* [EXERCISE REQUIREMENTS]
Wherever the word "collect" shows up in the data, report the line it sits in.

******************************

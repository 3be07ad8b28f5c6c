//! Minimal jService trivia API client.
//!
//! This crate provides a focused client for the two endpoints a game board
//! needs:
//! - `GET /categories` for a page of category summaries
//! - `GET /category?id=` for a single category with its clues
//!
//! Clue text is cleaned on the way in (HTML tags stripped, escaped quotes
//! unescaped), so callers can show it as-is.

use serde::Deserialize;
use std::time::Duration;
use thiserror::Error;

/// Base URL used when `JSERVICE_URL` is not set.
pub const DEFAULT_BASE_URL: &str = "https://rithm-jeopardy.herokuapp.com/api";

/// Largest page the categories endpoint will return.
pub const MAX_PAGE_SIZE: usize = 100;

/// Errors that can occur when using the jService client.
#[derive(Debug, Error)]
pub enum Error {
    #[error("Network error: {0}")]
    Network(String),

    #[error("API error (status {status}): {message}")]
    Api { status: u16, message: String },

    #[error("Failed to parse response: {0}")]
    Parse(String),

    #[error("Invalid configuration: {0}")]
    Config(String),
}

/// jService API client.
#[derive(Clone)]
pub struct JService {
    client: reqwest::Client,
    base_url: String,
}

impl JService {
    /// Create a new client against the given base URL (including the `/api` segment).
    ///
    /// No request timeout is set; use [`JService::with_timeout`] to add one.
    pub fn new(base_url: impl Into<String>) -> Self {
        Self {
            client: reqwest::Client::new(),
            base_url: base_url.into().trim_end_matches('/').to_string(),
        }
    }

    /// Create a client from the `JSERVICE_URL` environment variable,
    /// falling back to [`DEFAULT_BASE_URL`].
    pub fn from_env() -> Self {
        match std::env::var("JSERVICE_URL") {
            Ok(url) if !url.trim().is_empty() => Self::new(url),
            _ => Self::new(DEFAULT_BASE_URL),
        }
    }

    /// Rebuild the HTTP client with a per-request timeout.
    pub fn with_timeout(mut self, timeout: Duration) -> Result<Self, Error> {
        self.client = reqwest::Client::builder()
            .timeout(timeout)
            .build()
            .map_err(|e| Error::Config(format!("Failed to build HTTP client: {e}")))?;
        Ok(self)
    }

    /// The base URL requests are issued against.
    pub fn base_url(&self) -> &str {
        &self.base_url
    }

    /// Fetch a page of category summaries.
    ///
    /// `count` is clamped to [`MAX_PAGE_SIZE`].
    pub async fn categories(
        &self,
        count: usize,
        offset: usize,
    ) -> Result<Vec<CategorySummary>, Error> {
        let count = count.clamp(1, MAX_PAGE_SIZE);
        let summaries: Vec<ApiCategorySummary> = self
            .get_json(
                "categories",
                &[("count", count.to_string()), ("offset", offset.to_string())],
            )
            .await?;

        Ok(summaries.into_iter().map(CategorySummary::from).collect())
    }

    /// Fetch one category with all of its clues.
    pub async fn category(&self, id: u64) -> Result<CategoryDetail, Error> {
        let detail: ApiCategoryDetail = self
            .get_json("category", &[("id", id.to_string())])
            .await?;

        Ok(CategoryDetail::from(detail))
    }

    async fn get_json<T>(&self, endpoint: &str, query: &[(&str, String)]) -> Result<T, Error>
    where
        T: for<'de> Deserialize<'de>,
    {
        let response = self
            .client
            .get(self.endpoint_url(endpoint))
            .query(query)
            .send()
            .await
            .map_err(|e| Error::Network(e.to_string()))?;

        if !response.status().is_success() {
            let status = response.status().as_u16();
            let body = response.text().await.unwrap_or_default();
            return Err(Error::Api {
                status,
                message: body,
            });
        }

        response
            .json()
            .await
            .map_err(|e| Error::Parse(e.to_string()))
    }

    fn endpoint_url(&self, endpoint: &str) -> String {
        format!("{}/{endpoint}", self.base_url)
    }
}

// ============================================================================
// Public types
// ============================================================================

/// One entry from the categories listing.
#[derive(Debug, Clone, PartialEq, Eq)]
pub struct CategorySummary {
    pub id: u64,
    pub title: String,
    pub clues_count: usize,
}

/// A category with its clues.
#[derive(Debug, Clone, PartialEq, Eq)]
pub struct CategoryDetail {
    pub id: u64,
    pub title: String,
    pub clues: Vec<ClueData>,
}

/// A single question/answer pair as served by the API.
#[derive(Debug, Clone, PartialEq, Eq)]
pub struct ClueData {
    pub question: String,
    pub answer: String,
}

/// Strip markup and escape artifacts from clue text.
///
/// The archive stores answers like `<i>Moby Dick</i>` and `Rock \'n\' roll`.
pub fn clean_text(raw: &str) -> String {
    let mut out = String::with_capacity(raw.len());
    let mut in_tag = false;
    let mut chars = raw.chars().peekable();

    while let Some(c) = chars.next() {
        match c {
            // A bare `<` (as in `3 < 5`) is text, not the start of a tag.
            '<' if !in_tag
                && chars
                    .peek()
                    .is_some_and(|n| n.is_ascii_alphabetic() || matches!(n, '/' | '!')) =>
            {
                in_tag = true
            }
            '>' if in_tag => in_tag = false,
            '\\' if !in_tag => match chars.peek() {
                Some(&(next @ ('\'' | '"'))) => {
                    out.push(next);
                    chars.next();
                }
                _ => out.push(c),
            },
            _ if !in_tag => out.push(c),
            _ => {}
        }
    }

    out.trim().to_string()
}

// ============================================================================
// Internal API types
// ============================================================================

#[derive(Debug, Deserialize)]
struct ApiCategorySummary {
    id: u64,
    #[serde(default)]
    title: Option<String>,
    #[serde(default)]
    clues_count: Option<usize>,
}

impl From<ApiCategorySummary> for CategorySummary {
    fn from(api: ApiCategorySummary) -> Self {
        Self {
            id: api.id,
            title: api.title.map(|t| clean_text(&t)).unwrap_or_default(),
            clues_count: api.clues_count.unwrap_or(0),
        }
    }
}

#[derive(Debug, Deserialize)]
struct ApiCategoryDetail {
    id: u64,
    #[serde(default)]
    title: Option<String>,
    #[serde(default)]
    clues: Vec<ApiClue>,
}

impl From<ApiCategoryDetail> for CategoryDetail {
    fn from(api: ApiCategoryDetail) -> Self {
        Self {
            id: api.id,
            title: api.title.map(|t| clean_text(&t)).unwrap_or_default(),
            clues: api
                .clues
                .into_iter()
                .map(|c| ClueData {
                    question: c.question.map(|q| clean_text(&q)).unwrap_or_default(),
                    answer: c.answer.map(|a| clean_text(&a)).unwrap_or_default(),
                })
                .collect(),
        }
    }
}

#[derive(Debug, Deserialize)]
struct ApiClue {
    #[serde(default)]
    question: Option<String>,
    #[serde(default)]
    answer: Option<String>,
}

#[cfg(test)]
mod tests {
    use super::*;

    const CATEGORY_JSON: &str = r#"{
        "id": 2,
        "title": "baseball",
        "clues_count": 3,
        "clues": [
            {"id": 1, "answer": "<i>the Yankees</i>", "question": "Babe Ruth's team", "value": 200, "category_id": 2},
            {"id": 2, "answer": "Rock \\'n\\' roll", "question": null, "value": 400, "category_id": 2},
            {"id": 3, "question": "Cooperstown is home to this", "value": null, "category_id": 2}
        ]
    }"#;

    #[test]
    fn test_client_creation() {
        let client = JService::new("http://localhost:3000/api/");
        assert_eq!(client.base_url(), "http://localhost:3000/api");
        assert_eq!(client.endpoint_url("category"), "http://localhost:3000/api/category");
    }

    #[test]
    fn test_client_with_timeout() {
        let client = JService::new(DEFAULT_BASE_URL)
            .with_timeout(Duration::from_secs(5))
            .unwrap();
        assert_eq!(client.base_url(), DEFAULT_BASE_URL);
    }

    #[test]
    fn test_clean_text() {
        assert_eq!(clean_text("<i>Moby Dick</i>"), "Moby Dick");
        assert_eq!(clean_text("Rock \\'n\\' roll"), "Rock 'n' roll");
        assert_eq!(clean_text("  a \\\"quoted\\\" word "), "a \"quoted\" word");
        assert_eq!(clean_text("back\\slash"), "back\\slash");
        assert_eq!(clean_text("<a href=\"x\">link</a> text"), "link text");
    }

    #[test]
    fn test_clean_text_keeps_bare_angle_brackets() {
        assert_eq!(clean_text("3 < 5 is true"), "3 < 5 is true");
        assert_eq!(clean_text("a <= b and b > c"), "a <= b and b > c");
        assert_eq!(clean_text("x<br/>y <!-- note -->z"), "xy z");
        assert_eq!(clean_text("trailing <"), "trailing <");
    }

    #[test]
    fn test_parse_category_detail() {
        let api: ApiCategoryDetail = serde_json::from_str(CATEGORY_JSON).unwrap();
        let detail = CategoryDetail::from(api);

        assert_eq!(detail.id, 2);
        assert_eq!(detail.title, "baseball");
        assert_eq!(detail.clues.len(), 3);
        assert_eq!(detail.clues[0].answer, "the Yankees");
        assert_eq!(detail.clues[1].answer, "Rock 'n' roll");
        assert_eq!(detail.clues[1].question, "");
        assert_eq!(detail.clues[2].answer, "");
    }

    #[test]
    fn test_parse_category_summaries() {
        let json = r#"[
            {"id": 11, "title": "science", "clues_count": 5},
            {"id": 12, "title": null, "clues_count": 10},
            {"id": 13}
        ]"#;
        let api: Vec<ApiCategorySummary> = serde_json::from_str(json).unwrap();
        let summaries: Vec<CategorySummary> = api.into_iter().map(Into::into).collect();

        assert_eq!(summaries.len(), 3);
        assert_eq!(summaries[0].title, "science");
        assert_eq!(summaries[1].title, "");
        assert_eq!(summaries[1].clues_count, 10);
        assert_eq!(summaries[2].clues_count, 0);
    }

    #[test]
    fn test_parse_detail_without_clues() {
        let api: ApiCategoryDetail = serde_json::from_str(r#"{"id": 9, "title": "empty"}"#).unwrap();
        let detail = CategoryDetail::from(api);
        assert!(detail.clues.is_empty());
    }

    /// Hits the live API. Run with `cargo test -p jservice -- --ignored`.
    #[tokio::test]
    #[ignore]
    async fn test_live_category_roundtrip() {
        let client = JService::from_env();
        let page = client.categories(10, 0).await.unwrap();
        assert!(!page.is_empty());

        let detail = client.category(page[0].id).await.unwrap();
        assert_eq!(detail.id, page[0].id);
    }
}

******************************

* [TASK OUTPUT]
        Ok(summaries.into_iter().map(CategorySummary::from).collect())
                .collect(),
        let summaries: Vec<CategorySummary> = api.into_iter().map(Into::into).collect();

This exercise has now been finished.